University of California, Los Angeles-led research has found that among adult congenital heart disease (CHD) transplant recipients, single-ventricle physiology correlated with higher short-term mortality, but 10-year conditional survival was similar for biventricular and most single-ventricle CHD patients—and notably better for biventricular CHD patients compared to non-CHD heart transplant recipients.

Historically, single-ventricle CHD subtypes were all considered higher risk than their biventricular counterparts, which would lead to some transplant centers being hesitant to perform a heart transplant in these patients. 

In the study, published in the Journal of the American College of Cardiology, researchers analyzed National Inpatient Sample and Organ Procurement and Transplantation Network data sets for 2005-2020. Of 382 adult heart transplant recipients with CHD, 185 (48%) had single-ventricle physiology. Compared to patients with biventricular CHD, those with single-ventricle CHD showed significantly reduced survival at one year (80% versus 91%) and 10 years (54% versus 71%). 

Among patients who survived the first post-transplantation year, biventricular CHD patients exhibited similar 10-year survival as single-ventricle patients, except for those with hypoplastic left heart syndrome (79% versus 71%). Additionally, biventricular CHD transplant recipients showed significantly better 10-year conditional survival compared to their non-CHD counterparts (79% versus 68%).

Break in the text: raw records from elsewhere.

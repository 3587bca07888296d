//! Wire shapes of the HR directory API.

use serde::{Deserialize, Serialize};

use crate::domain::{DirectoryRecord, OrgInfo, StartDate};
use crate::domain::ports::{DirectoryGroup, DirectoryUsersPage, TokenGrant};

/// Body of `POST /oauth/token`.
#[derive(Serialize)]
pub(super) struct TokenRequestDto<'a> {
    pub client_id: &'a str,
    pub client_secret: &'a str,
}

#[derive(Deserialize)]
pub(super) struct TokenResponseDto {
    #[serde(default)]
    access_token: String,
    #[serde(default)]
    expires_in: i64,
}

impl From<TokenResponseDto> for TokenGrant {
    fn from(value: TokenResponseDto) -> Self {
        Self {
            access_token: value.access_token,
            expires_in_seconds: value.expires_in,
        }
    }
}

#[derive(Debug, Deserialize)]
pub(super) struct CompaniesResponseDto {
    #[serde(default)]
    companies: Vec<CompanyDto>,
}

#[derive(Debug, Deserialize)]
struct CompanyDto {
    #[serde(default)]
    name: String,
    #[serde(default)]
    subdomain: String,
}

impl CompaniesResponseDto {
    pub fn into_domain(self) -> Vec<OrgInfo> {
        self.companies
            .into_iter()
            .map(|company| OrgInfo {
                name: company.name,
                subdomain: company.subdomain,
            })
            .collect()
    }
}

/// Identifier that may arrive as a JSON number or string.
#[derive(Debug, Clone, PartialEq, Eq, Deserialize)]
#[serde(untagged)]
enum IdDto {
    Number(i64),
    Text(String),
}

impl IdDto {
    /// `None` for the directory's "no reference" values (`0`, `""`, `"0"`).
    fn into_reference(self) -> Option<String> {
        let id = match self {
            Self::Number(number) => number.to_string(),
            Self::Text(text) => text.trim().to_owned(),
        };
        (!id.is_empty() && id != "0").then_some(id)
    }

    fn into_id(self) -> String {
        match self {
            Self::Number(number) => number.to_string(),
            Self::Text(text) => text,
        }
    }
}

#[derive(Debug, Deserialize)]
pub(super) struct UsersResponseDto {
    #[serde(default)]
    users: Vec<UserDto>,
    meta: MetaDto,
}

#[derive(Debug, Deserialize)]
struct MetaDto {
    users: PageMetaDto,
}

#[derive(Debug, Deserialize)]
struct PageMetaDto {
    page: u32,
    page_count: u32,
}

#[derive(Debug, Deserialize)]
struct UserDto {
    id: IdDto,
    #[serde(default)]
    start_date: Option<String>,
    #[serde(default)]
    email: Option<String>,
    #[serde(default)]
    office_phone: Option<String>,
    #[serde(default)]
    job_title: Option<String>,
    #[serde(default)]
    reports_to_id: Option<IdDto>,
    #[serde(default)]
    links: LinksDto,
}

#[derive(Debug, Default, Deserialize)]
struct LinksDto {
    #[serde(default)]
    departments: Vec<IdDto>,
}

impl From<UserDto> for DirectoryRecord {
    fn from(user: UserDto) -> Self {
        Self {
            id: user.id.into_id(),
            email: user.email.unwrap_or_default(),
            phone: user.office_phone.unwrap_or_default(),
            job_title: user.job_title.unwrap_or_default(),
            start_date: StartDate::parse(user.start_date.as_deref().unwrap_or_default()),
            department_id: user
                .links
                .departments
                .into_iter()
                .next()
                .and_then(IdDto::into_reference),
            manager_id: user.reports_to_id.and_then(IdDto::into_reference),
        }
    }
}

impl From<UsersResponseDto> for DirectoryUsersPage {
    fn from(value: UsersResponseDto) -> Self {
        Self {
            records: value.users.into_iter().map(DirectoryRecord::from).collect(),
            page: value.meta.users.page,
            page_count: value.meta.users.page_count,
        }
    }
}

#[derive(Debug, Deserialize)]
pub(super) struct GroupsResponseDto {
    #[serde(default)]
    groups: Vec<GroupDto>,
}

#[derive(Debug, Deserialize)]
struct GroupDto {
    id: IdDto,
    #[serde(default)]
    name: String,
}

impl GroupsResponseDto {
    pub fn into_domain(self) -> Vec<DirectoryGroup> {
        self.groups
            .into_iter()
            .map(|group| DirectoryGroup {
                id: group.id.into_id(),
                name: group.name,
            })
            .collect()
    }
}
//! Driven port for the external HR-directory service.
//!
//! The adapter behind this port owns transport and decoding only. Response
//! validation (page numbering, entry counts, token sanity) lives with the
//! domain client so every adapter is held to the same contract.

use async_trait::async_trait;

use super::define_port_error;
use crate::domain::{DirectoryCredentials, DirectoryRecord, OrgInfo};

/// Bearer token grant returned by the client-credentials exchange.
#[derive(Clone, PartialEq, Eq)]
pub struct TokenGrant {
    /// Opaque bearer token.
    pub access_token: String,
    /// Remaining validity in seconds.
    pub expires_in_seconds: i64,
}

impl std::fmt::Debug for TokenGrant {
    fn fmt(&self, f: &mut std::fmt::Formatter<'_>) -> std::fmt::Result {
        f.debug_struct("TokenGrant")
            .field("access_token", &"<redacted>")
            .field("expires_in_seconds", &self.expires_in_seconds)
            .finish()
    }
}

/// One page of directory users together with the reported paging metadata.
#[derive(Debug, Clone, PartialEq, Eq, Default)]
pub struct DirectoryUsersPage {
    /// Records on this page.
    pub records: Vec<DirectoryRecord>,
    /// Page number the service says it returned.
    pub page: u32,
    /// Total number of pages the service reports.
    pub page_count: u32,
}

/// A directory group (departments are groups).
#[derive(Debug, Clone, PartialEq, Eq)]
pub struct DirectoryGroup {
    /// Group identifier.
    pub id: String,
    /// Display name.
    pub name: String,
}

define_port_error! {
    /// Errors surfaced while calling the HR directory.
    pub enum DirectorySourceError {
        /// The request never produced a response.
        Transport { message: String } =>
            "directory transport failed: {message}",
        /// The request timed out.
        Timeout { message: String } =>
            "directory request timed out: {message}",
        /// The service answered with a non-200 status.
        Status { status: u16, message: String } =>
            "directory responded with status {status}: {message}",
        /// The body could not be decoded into the expected shape.
        Decode { message: String } =>
            "directory response decode failed: {message}",
    }
}

/// Port for reading the HR directory.
#[cfg_attr(test, mockall::automock)]
#[async_trait]
pub trait DirectorySource: Send + Sync {
    /// Exchange client credentials for a bearer token.
    async fn request_token(
        &self,
        credentials: &DirectoryCredentials,
    ) -> Result<TokenGrant, DirectorySourceError>;

    /// Fetch the organization(s) visible to `token`.
    async fn fetch_companies(&self, token: &str) -> Result<Vec<OrgInfo>, DirectorySourceError>;

    /// Fetch one page of users.
    async fn fetch_users_page(
        &self,
        token: &str,
        page: u32,
        page_size: u32,
    ) -> Result<DirectoryUsersPage, DirectorySourceError>;

    /// Fetch the group(s) reported for `group_id`.
    async fn fetch_groups(
        &self,
        token: &str,
        group_id: &str,
    ) -> Result<Vec<DirectoryGroup>, DirectorySourceError>;
}
//! Service entry-point: loads settings, starts the refresh scheduler, and
//! serves the directory API until interrupted.

use std::io;
use std::sync::Arc;

use actix_web::web;
use mockable::{Clock, DefaultClock, DefaultEnv};
use ortho_config::OrthoConfig;
use tokio_util::sync::CancellationToken;
use tracing::{info, warn};
use tracing_subscriber::{EnvFilter, fmt};

use org_directory::domain::{
    CredentialsStore, RefreshHandle, RefreshScheduler, RefreshTrigger, SnapshotStore,
    Synchronizer, SynchronizerPorts, TokioRefreshTimer,
};
use org_directory::inbound::http::HttpState;
use org_directory::inbound::http::health::HealthState;
use org_directory::outbound::directory::DirectoryHttpSource;
use org_directory::outbound::identity::IdentityHttpSource;
use org_directory::server::{ServerConfig, create_server};
use org_directory::settings::DirectorySettings;

/// Application bootstrap.
#[actix_web::main]
async fn main() -> io::Result<()> {
    if let Err(e) = fmt()
        .with_env_filter(EnvFilter::from_default_env())
        .json()
        .try_init()
    {
        warn!(error = %e, "tracing init failed");
    }

    let settings = DirectorySettings::load()
        .map_err(|e| io::Error::other(format!("failed to load configuration: {e}")))?;
    let timeout = settings.request_timeout().map_err(io::Error::other)?;
    let directory = DirectoryHttpSource::new(
        settings.directory_base_url().map_err(io::Error::other)?,
        timeout,
    )
    .map_err(io::Error::other)?;
    let identities = IdentityHttpSource::new(
        settings.identity_base_url().map_err(io::Error::other)?,
        settings.identity_token(),
        timeout,
    )
    .map_err(io::Error::other)?;

    let snapshots = Arc::new(SnapshotStore::new());
    let clock: Arc<dyn Clock> = Arc::new(DefaultClock);
    let timer = TokioRefreshTimer::new();
    let synchronizer = Arc::new(Synchronizer::new(
        SynchronizerPorts {
            directory: Arc::new(directory),
            identities: Arc::new(identities),
            snapshots: Arc::clone(&snapshots),
            credentials: Arc::new(CredentialsStore::default()),
            timer: Arc::new(timer.clone()),
            clock: Arc::clone(&clock),
        },
        settings.synchronizer_config().map_err(io::Error::other)?,
    ));

    let cancel = CancellationToken::new();
    let (handle, scheduler) = RefreshScheduler::spawn(synchronizer, timer, cancel.clone());
    handle.configuration_changed(settings.credentials(&DefaultEnv::new()));
    #[cfg(unix)]
    spawn_reload_listener(handle.clone(), cancel)?;

    let health_state = web::Data::new(HealthState::new());
    let http_state = web::Data::new(HttpState::new(
        snapshots,
        Arc::new(handle.clone()),
        clock,
    ));
    let server = create_server(
        health_state.clone(),
        http_state,
        ServerConfig::new(settings.bind_addr().map_err(io::Error::other)?),
    )?;
    info!("directory service listening");

    let result = server.await;
    health_state.mark_unhealthy();
    handle.shutdown();
    if let Err(error) = scheduler.await {
        warn!(%error, "refresh scheduler ended abnormally");
    }
    result
}

/// Re-read configuration on `SIGHUP` and report credential changes.
#[cfg(unix)]
fn spawn_reload_listener(handle: RefreshHandle, cancel: CancellationToken) -> io::Result<()> {
    use tokio::signal::unix::{SignalKind, signal};

    let mut hangup = signal(SignalKind::hangup())?;
    tokio::spawn(async move {
        loop {
            tokio::select! {
                () = cancel.cancelled() => break,
                received = hangup.recv() => {
                    if received.is_none() {
                        break;
                    }
                    reload_credentials(&handle);
                }
            }
        }
    });
    Ok(())
}

#[cfg(unix)]
fn reload_credentials(handle: &RefreshHandle) {
    match DirectorySettings::load() {
        Ok(settings) => {
            let credentials = settings.credentials(&DefaultEnv::new());
            let triggered = handle.configuration_changed(credentials);
            info!(triggered, "configuration reloaded");
        }
        Err(error) => {
            warn!(%error, "configuration reload failed; keeping current credentials");
        }
    }
}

The findings have significant implications for patient selection and listing strategies, easing concerns related to heart transplantation in adults with CHD and destigmatizing most subtypes of single-ventricle CHD, according to the researchers.

“To date, there have been no large-scale, national studies looking at survival outcomes in single-ventricle patients, despite the extensive availability of transplantation data dating back to 1987,” says lead author Syed Shahyan Bakhtiyar, MD, visiting research scientist in the UCLA department of cardiac surgery and a general surgery resident at the University of Colorado, in a release. “Consequently, not only have patients and their families lacked essential prognostic insights, but surgeons and transplant teams have also been limited in their ability to make fully informed decisions about listing practices and transplantation for these patients. Our findings not only alleviate concerns associated with heart transplantation in adult CHD patients as a whole but also work towards destigmatizing most subtypes of single-ventricle CHD.”

Study limitations include a lack of granularity in the data sets which would have allowed analysis of all aspects involved in transplantation. Also, there were no common patient identifiers between the two data sets, so the researchers had to rely on novel probability linkage methodology to match the records.